What the exercise asks — The answer must be one number: how many lines of the records contain "next".

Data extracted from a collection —
* * * * * * * * *

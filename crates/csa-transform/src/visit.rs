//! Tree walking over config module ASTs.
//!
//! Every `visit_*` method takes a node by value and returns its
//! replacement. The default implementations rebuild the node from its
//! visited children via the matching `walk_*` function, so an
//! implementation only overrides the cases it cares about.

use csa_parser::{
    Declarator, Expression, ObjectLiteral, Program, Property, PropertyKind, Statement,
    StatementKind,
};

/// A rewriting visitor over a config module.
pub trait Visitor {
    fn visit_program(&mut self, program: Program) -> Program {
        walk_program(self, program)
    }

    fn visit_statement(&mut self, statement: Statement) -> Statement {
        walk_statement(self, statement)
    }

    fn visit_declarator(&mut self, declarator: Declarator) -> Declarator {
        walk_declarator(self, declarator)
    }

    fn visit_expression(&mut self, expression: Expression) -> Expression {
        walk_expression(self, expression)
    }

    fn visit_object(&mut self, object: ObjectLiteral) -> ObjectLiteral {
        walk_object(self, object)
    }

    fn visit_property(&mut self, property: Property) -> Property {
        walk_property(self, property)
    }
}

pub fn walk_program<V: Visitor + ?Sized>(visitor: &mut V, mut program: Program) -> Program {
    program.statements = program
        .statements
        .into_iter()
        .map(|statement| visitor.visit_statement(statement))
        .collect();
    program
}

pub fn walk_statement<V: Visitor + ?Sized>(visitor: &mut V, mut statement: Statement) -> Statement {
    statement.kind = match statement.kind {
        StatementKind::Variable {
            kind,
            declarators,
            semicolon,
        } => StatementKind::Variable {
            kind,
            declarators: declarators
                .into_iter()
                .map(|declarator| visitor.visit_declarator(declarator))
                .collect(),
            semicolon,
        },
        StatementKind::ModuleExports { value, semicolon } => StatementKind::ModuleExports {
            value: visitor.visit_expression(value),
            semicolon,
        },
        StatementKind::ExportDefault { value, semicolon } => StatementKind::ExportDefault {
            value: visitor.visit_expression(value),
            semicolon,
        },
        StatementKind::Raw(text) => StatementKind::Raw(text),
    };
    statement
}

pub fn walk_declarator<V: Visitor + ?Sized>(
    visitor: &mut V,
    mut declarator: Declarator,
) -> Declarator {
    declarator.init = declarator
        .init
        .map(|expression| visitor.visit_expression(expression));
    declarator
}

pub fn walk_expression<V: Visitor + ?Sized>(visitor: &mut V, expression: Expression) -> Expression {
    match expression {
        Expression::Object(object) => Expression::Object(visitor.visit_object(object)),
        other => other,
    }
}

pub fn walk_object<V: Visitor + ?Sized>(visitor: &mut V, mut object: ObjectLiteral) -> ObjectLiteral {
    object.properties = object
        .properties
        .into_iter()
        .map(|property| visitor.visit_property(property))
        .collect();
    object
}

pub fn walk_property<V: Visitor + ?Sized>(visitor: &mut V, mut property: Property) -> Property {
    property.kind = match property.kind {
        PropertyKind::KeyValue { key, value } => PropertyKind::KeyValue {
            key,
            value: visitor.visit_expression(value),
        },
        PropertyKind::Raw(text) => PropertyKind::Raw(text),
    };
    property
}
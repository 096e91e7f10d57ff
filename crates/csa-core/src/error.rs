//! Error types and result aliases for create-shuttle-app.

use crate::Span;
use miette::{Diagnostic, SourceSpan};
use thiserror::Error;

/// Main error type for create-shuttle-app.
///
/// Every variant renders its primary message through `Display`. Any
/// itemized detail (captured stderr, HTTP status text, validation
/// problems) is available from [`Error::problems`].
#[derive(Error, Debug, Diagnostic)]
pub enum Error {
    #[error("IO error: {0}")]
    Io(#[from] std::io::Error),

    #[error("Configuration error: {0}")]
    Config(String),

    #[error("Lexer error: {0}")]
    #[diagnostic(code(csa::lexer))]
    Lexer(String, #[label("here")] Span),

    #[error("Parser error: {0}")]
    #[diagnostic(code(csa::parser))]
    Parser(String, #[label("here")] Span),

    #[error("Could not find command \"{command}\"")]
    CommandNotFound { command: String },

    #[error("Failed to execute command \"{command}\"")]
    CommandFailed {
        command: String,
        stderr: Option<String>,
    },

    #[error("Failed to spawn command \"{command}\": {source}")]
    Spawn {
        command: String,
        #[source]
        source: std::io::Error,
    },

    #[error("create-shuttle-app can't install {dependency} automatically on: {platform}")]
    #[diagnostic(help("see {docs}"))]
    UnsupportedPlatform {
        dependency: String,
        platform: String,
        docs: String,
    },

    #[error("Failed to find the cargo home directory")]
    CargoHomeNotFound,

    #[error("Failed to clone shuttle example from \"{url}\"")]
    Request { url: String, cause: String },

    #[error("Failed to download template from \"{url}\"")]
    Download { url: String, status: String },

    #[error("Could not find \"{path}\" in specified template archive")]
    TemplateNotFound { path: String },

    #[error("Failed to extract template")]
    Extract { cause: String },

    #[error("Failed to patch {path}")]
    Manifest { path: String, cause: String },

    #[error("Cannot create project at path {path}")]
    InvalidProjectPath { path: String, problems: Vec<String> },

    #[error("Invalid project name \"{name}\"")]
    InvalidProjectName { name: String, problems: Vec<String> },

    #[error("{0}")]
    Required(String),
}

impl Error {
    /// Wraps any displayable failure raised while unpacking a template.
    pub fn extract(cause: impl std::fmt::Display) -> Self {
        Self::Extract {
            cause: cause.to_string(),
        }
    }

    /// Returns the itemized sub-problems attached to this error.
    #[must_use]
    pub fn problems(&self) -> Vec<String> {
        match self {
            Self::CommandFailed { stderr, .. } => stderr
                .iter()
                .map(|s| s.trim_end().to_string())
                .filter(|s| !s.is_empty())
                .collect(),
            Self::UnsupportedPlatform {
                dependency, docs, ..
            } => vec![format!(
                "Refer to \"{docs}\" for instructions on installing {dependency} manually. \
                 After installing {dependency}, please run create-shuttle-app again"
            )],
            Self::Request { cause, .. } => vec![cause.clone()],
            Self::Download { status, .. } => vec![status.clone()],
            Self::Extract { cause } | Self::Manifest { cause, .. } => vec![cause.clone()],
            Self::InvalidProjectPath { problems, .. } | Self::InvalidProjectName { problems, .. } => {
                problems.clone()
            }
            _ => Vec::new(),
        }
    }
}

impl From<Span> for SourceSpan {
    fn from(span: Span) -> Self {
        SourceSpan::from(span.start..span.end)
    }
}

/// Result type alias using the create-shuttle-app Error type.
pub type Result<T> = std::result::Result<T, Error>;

* * * * * * * * *

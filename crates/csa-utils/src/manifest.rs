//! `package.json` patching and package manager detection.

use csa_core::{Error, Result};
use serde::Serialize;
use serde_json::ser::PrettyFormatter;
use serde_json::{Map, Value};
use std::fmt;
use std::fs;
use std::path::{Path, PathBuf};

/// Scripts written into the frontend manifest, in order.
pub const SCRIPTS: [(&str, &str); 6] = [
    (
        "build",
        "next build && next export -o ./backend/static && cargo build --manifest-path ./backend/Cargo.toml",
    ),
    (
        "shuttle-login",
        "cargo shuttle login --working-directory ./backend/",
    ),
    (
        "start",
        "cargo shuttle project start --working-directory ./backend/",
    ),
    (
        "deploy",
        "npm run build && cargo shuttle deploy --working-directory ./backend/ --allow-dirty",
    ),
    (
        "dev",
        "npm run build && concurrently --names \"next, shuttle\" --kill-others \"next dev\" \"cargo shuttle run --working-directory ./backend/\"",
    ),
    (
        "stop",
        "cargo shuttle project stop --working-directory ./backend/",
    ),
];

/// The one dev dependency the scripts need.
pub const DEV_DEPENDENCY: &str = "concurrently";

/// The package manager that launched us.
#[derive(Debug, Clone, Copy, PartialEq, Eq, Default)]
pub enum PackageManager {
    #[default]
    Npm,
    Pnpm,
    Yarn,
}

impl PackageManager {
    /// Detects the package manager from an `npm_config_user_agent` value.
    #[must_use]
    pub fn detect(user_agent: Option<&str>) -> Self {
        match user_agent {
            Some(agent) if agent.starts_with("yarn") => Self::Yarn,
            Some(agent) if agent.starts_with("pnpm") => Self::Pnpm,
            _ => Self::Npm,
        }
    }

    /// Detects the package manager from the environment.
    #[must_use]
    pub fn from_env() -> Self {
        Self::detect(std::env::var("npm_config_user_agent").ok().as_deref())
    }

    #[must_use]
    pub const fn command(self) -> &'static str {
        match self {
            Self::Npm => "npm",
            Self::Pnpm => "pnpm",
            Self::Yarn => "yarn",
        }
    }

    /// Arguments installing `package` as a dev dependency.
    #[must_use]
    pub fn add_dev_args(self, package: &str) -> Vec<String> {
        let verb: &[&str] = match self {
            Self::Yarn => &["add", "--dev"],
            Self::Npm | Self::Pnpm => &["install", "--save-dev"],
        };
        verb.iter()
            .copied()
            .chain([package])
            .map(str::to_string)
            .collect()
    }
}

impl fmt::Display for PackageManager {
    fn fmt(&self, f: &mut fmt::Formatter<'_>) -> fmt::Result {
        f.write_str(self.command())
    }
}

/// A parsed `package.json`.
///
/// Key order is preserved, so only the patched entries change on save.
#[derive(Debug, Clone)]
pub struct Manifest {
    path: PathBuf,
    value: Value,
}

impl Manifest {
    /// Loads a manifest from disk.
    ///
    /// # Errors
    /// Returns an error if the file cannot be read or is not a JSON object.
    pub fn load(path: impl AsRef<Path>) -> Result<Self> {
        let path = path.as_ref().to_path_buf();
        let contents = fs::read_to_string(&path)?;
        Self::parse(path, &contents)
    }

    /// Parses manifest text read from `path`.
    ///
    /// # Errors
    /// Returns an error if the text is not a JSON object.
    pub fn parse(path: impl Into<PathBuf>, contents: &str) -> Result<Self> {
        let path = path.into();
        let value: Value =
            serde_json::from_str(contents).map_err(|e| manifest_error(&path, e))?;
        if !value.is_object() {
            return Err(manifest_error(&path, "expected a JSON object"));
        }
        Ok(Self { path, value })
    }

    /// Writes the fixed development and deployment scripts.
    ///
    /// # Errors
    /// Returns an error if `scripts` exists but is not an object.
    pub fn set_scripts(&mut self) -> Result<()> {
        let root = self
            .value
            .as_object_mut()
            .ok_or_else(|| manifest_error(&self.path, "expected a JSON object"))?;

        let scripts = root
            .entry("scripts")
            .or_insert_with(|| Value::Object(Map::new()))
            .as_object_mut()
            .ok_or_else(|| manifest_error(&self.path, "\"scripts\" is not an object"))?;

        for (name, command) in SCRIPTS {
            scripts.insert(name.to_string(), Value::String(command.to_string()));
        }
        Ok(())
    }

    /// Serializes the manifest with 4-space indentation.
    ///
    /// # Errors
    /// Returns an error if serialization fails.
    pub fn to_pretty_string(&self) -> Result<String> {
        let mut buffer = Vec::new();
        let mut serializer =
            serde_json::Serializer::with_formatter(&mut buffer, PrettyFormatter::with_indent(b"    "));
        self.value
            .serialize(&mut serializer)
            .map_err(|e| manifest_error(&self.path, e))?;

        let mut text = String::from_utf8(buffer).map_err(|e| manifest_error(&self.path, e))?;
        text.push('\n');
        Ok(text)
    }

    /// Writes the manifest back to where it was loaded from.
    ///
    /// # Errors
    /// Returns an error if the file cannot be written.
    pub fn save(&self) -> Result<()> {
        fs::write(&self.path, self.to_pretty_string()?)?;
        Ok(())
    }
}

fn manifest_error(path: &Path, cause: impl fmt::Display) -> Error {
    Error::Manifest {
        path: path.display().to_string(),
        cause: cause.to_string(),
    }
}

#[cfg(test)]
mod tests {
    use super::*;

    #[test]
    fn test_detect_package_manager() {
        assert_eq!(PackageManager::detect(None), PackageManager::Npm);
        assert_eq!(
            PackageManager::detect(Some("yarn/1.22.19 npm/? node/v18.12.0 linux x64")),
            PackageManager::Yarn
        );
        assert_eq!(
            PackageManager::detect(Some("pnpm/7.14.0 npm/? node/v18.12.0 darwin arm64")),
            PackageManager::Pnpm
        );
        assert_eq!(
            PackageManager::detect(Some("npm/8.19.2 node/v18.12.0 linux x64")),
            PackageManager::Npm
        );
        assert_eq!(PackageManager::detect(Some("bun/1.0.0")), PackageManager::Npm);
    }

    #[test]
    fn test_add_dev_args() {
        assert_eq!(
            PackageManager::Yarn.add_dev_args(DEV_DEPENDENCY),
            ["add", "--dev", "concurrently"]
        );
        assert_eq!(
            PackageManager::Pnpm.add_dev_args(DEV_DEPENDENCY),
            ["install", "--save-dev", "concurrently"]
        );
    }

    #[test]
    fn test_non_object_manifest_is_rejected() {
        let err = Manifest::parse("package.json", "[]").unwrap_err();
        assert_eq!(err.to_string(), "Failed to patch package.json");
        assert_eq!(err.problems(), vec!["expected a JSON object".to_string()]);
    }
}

* * * * * * * * *

Task result — 2